• What you need to do: Whenever a line below includes the word "filename", copy that line.

::: Data shown :::

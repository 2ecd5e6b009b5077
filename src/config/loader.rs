//! Configuration loading functionality.
//!
//! This module provides the [`ConfigLoader`] type for loading the
//! calculation policy from YAML files.

use std::fs;
use std::path::Path;

use crate::error::{EngineError, EngineResult};

use super::types::PolicyConfig;

/// Loads and provides access to the calculation policy.
///
/// The `ConfigLoader` reads a YAML policy file from a directory. The
/// directory layout keeps room for future policy revisions to live next
/// to each other:
///
/// ```text
/// config/default/
/// └── policy.yaml   # hour rules, multipliers, statutory limits
/// ```
///
/// # Example
///
/// ```no_run
/// use salary_engine::config::ConfigLoader;
///
/// let loader = ConfigLoader::load("./config/default").unwrap();
/// let policy = loader.policy();
/// println!("Minimum wage: {}", policy.limits.minimum_wage);
/// ```
#[derive(Debug, Clone)]
pub struct ConfigLoader {
    policy: PolicyConfig,
}

impl ConfigLoader {
    /// Loads the policy from the specified directory.
    ///
    /// # Arguments
    ///
    /// * `path` - Path to the configuration directory (e.g. "./config/default")
    ///
    /// # Returns
    ///
    /// Returns a `ConfigLoader` instance on success, or an error if the
    /// policy file is missing or contains invalid YAML.
    ///
    /// # Example
    ///
    /// ```no_run
    /// use salary_engine::config::ConfigLoader;
    ///
    /// let loader = ConfigLoader::load("./config/default")?;
    /// # Ok::<(), salary_engine::error::EngineError>(())
    /// ```
    pub fn load<P: AsRef<Path>>(path: P) -> EngineResult<Self> {
        let policy_path = path.as_ref().join("policy.yaml");
        let policy = Self::load_yaml::<PolicyConfig>(&policy_path)?;
        Ok(Self { policy })
    }

    /// Creates a loader backed by the compiled-in default policy.
    ///
    /// Useful for library consumers and tests that do not carry a
    /// configuration directory.
    pub fn from_defaults() -> Self {
        Self {
            policy: PolicyConfig::default(),
        }
    }

    /// Loads and parses a YAML file.
    fn load_yaml<T: serde::de::DeserializeOwned>(path: &Path) -> EngineResult<T> {
        let path_str = path.display().to_string();

        let content = fs::read_to_string(path).map_err(|_| EngineError::ConfigNotFound {
            path: path_str.clone(),
        })?;

        serde_yaml::from_str(&content).map_err(|e| EngineError::ConfigParseError {
            path: path_str,
            message: e.to_string(),
        })
    }

    /// Returns the loaded calculation policy.
    pub fn policy(&self) -> &PolicyConfig {
        &self.policy
    }
}
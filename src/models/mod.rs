//! Data model for the salary engine.
//!
//! This module contains the input and result types for a salary
//! calculation, plus the bounded history used by the surrounding
//! application to keep recent calculations.

mod history;
mod input;
mod result;

pub use history::{CalculationHistory, HistoryEntry, HISTORY_CAPACITY};
pub use input::CalculationInput;
pub use result::CalculationResult;
// --------------------------------Public Methods--------------------------------
impl<T, C, R> SkipSet<T, C, R> {
  /// Returns the height of the highest tower within any of the nodes that
  /// have ever been allocated as part of this skiplist.
  #[inline]
  pub fn height(&self) -> usize {
    self.height
  }

  /// Returns the maximum height a tower in this skiplist can have.
  #[inline]
  pub fn max_height(&self) -> Height {
    self.arena.max_height()
  }

  /// Returns the number of elements in the skipset.
  #[inline]
  pub fn len(&self) -> usize {
    self.arena.len()
  }

  /// Returns true if the skipset is empty.
  #[inline]
  pub fn is_empty(&self) -> bool {
    self.len() == 0
  }

  /// Returns the theoretical maximum number of elements a skipset can hold.
  ///
  /// This is a limit of the index space of the arena, not a promise that so
  /// many elements fit in memory.
  #[inline]
  pub const fn max_size(&self) -> usize {
    Arena::<T>::MAX_NODES
  }

  /// Returns the comparator used to order elements.
  #[inline]
  pub const fn comparator(&self) -> &C {
    &self.cmp
  }

  /// Returns the first element, if any.
  ///
  /// ## Example
  ///
  /// ```rust
  /// use skipset::SkipSet;
  ///
  /// let set = SkipSet::from([3, 1, 2]);
  /// assert_eq!(set.first(), Some(&1));
  /// ```
  #[inline]
  pub fn first(&self) -> Option<&T> {
    self.arena.get(self.arena.next(NodePtr::HEAD, 0))
  }

  /// Returns the last element, if any.
  ///
  /// Reaching the end takes a descent through the levels, so this is expected
  /// `O(log n)`.
  ///
  /// ## Example
  ///
  /// ```rust
  /// use skipset::SkipSet;
  ///
  /// let set = SkipSet::from([3, 1, 2]);
  /// assert_eq!(set.last(), Some(&3));
  /// ```
  pub fn last(&self) -> Option<&T> {
    let mut prev = NodePtr::HEAD;
    for level in (0..self.height).rev() {
      loop {
        let next = self.arena.next(prev, level);
        if next.is_null() {
          break;
        }
        prev = next;
      }
    }
    self.arena.get(prev)
  }

  /// Returns a cursor at the first element, or the end cursor if the set is empty.
  #[inline]
  pub fn begin(&self) -> Cursor<'_, T> {
    Cursor::new(&self.arena, self.arena.next(NodePtr::HEAD, 0))
  }

  /// Returns the end cursor, the position one past the last element.
  ///
  /// Every lookup that misses returns this position.
  #[inline]
  pub fn end(&self) -> Cursor<'_, T> {
    Cursor::new(&self.arena, NodePtr::NULL)
  }

  /// Returns an iterator over the elements in order.
  #[inline]
  pub fn iter(&self) -> Iter<'_, T> {
    Iter::new(&self.arena, self.arena.next(NodePtr::HEAD, 0), self.len())
  }

  /// Removes all elements.
  ///
  /// The random source keeps its state, so towers built after a clear are not
  /// a replay of the ones built before it.
  pub fn clear(&mut self) {
    #[cfg(feature = "tracing")]
    tracing::debug!(len = self.len(), height = self.height, "clearing skipset");

    self.arena.clear();
    self.height = 1;
  }

  /// Swaps the content of two skipsets in `O(1)`.
  #[inline]
  pub fn swap(&mut self, other: &mut Self) {
    core::mem::swap(self, other);
  }
}

impl<T: Ord> SkipSet<T> {
  /// Creates an empty skipset with the default [`Options`], ordered ascending.
  ///
  /// ## Example
  ///
  /// ```rust
  /// use skipset::SkipSet;
  ///
  /// let mut set = SkipSet::new();
  /// set.insert(10);
  /// set.insert(5);
  /// assert_eq!(set.iter().copied().collect::<Vec<_>>(), [5, 10]);
  /// ```
  #[inline]
  pub fn new() -> Self {
    Self::with_comparator(Ascend)
  }

  /// Creates an empty skipset with the given [`Options`], ordered ascending.
  ///
  /// ## Example
  ///
  /// ```rust
  /// use skipset::{Options, SkipSet};
  ///
  /// let set = SkipSet::<u64>::with_options(Options::new().with_seed(Some(42))).unwrap();
  /// assert!(set.is_empty());
  ///
  /// let err = SkipSet::<u64>::with_options(Options::new().with_probability(2.0));
  /// assert!(err.is_err());
  /// ```
  #[inline]
  pub fn with_options(opts: Options) -> Result<Self, Error> {
    Self::with_options_and_comparator(opts, Ascend)
  }
}
use core::{fmt, iter::FusedIterator};

use super::*;

/// A position in a [`SkipSet`]: either an element or the end position one past
/// the last element.
///
/// A cursor only moves forward. It is `Copy`, so remembering a position is as
/// cheap as copying the cursor.
pub struct Cursor<'a, T> {
  arena: &'a Arena<T>,
  nd: NodePtr,
}

impl<T> Clone for Cursor<'_, T> {
  #[inline]
  fn clone(&self) -> Self {
    *self
  }
}

impl<T> Copy for Cursor<'_, T> {}

impl<'a, T> Cursor<'a, T> {
  #[inline]
  pub(super) const fn new(arena: &'a Arena<T>, nd: NodePtr) -> Self {
    Self { arena, nd }
  }

  /// Returns the element at this position.
  ///
  /// # Errors
  ///
  /// - Returns `Err(Error::PastTheEnd)` if this is the end position.
  ///
  /// ## Example
  ///
  /// ```rust
  /// use skipset::{Error, SkipSet};
  ///
  /// let set = SkipSet::<i32>::new();
  /// assert_eq!(set.end().get(), Err(Error::PastTheEnd));
  /// ```
  #[inline]
  pub fn get(&self) -> Result<&'a T, Error> {
    self.arena.get(self.nd).ok_or(Error::PastTheEnd)
  }

  /// Returns true if this is the end position.
  #[inline]
  pub fn is_end(&self) -> bool {
    self.nd.is_null()
  }

  /// Moves to the next position. The end position stays where it is.
  ///
  /// ## Example
  ///
  /// ```rust
  /// use skipset::SkipSet;
  ///
  /// let set = SkipSet::from([1, 2]);
  /// let mut cur = set.begin();
  /// assert_eq!(cur.get(), Ok(&1));
  /// cur.advance();
  /// assert_eq!(cur.get(), Ok(&2));
  /// cur.advance();
  /// assert_eq!(cur, set.end());
  /// cur.advance();
  /// assert!(cur.is_end());
  /// ```
  #[inline]
  pub fn advance(&mut self) {
    if !self.nd.is_null() {
      self.nd = self.arena.next(self.nd, 0);
    }
  }
}

impl<T> PartialEq for Cursor<'_, T> {
  /// Two cursors are equal when they point at the same position of the same skipset.
  #[inline]
  fn eq(&self, other: &Self) -> bool {
    core::ptr::eq(self.arena, other.arena) && self.nd == other.nd
  }
}

impl<T> Eq for Cursor<'_, T> {}

impl<T: fmt::Debug> fmt::Debug for Cursor<'_, T> {
  fn fmt(&self, f: &mut fmt::Formatter<'_>) -> fmt::Result {
    match self.arena.get(self.nd) {
      Some(value) => f.debug_tuple("Cursor").field(value).finish(),
      None => f.write_str("Cursor(end)"),
    }
  }
}

impl<'a, T> IntoIterator for Cursor<'a, T> {
  type Item = &'a T;
  type IntoIter = Range<'a, T>;

  /// Returns an iterator from this position to the end of the skipset.
  #[inline]
  fn into_iter(self) -> Self::IntoIter {
    Range::new(self.arena, self.nd, NodePtr::NULL)
  }
}

/// An iterator over the elements of a [`SkipSet`], in order.
pub struct Iter<'a, T> {
  arena: &'a Arena<T>,
  nd: NodePtr,
  remaining: usize,
}

impl<T> Clone for Iter<'_, T> {
  #[inline]
  fn clone(&self) -> Self {
    Self {
      arena: self.arena,
      nd: self.nd,
      remaining: self.remaining,
    }
  }
}

impl<'a, T> Iter<'a, T> {
  #[inline]
  pub(super) const fn new(arena: &'a Arena<T>, nd: NodePtr, remaining: usize) -> Self {
    Self {
      arena,
      nd,
      remaining,
    }
  }

  /// Returns the position of the next element this iterator yields.
  #[inline]
  pub fn cursor(&self) -> Cursor<'a, T> {
    Cursor::new(self.arena, self.nd)
  }
}

impl<'a, T> Iterator for Iter<'a, T> {
  type Item = &'a T;

  #[inline]
  fn next(&mut self) -> Option<Self::Item> {
    if self.nd.is_null() {
      return None;
    }

    let value = self.arena.value(self.nd);
    self.nd = self.arena.next(self.nd, 0);
    self.remaining -= 1;
    Some(value)
  }

  #[inline]
  fn size_hint(&self) -> (usize, Option<usize>) {
    (self.remaining, Some(self.remaining))
  }
}

impl<T> ExactSizeIterator for Iter<'_, T> {}

impl<T> FusedIterator for Iter<'_, T> {}

impl<T: fmt::Debug> fmt::Debug for Iter<'_, T> {
  fn fmt(&self, f: &mut fmt::Formatter<'_>) -> fmt::Result {
    f.debug_list().entries(self.clone()).finish()
  }
}

/// An iterator over a range of elements of a [`SkipSet`], in order.
///
/// Created by [`SkipSet::range`], or by turning a [`Cursor`] into an iterator.
pub struct Range<'a, T> {
  arena: &'a Arena<T>,
  nd: NodePtr,
  end: NodePtr,
}

impl<T> Clone for Range<'_, T> {
  #[inline]
  fn clone(&self) -> Self {
    Self {
      arena: self.arena,
      nd: self.nd,
      end: self.end,
    }
  }
}

impl<'a, T> Range<'a, T> {
  #[inline]
  pub(super) const fn new(arena: &'a Arena<T>, nd: NodePtr, end: NodePtr) -> Self {
    Self { arena, nd, end }
  }

  /// Returns the position of the next element this iterator yields.
  #[inline]
  pub fn cursor(&self) -> Cursor<'a, T> {
    Cursor::new(self.arena, self.nd)
  }

  /// Returns the position the range stops at, which is not part of the range.
  #[inline]
  pub fn end(&self) -> Cursor<'a, T> {
    Cursor::new(self.arena, self.end)
  }
}

impl<'a, T> Iterator for Range<'a, T> {
  type Item = &'a T;

  #[inline]
  fn next(&mut self) -> Option<Self::Item> {
    if self.nd.is_null() || self.nd == self.end {
      return None;
    }

    let value = self.arena.value(self.nd);
    self.nd = self.arena.next(self.nd, 0);
    Some(value)
  }

  #[inline]
  fn size_hint(&self) -> (usize, Option<usize>) {
    if self.nd.is_null() || self.nd == self.end {
      (0, Some(0))
    } else {
      (1, Some(self.arena.len()))
    }
  }
}

impl<T> FusedIterator for Range<'_, T> {}

impl<T: fmt::Debug> fmt::Debug for Range<'_, T> {
  fn fmt(&self, f: &mut fmt::Formatter<'_>) -> fmt::Result {
    f.debug_list().entries(self.clone()).finish()
  }
}

/// An owning iterator over the elements of a [`SkipSet`], in order.
///
/// Created by the [`IntoIterator`] implementation of [`SkipSet`].
#[derive(Debug, Clone)]
pub struct IntoIter<T> {
  inner: std::vec::IntoIter<T>,
}

impl<T> IntoIter<T> {
  #[inline]
  pub(super) fn new(values: std::vec::Vec<T>) -> Self {
    Self {
      inner: values.into_iter(),
    }
  }
}

impl<T> Iterator for IntoIter<T> {
  type Item = T;

  #[inline]
  fn next(&mut self) -> Option<Self::Item> {
    self.inner.next()
  }

  #[inline]
  fn size_hint(&self) -> (usize, Option<usize>) {
    self.inner.size_hint()
  }
}

impl<T> ExactSizeIterator for IntoIter<T> {}

impl<T> FusedIterator for IntoIter<T> {}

:::

• Response to the task:
filename src/config/loader.rs
filename src/models/mod.rs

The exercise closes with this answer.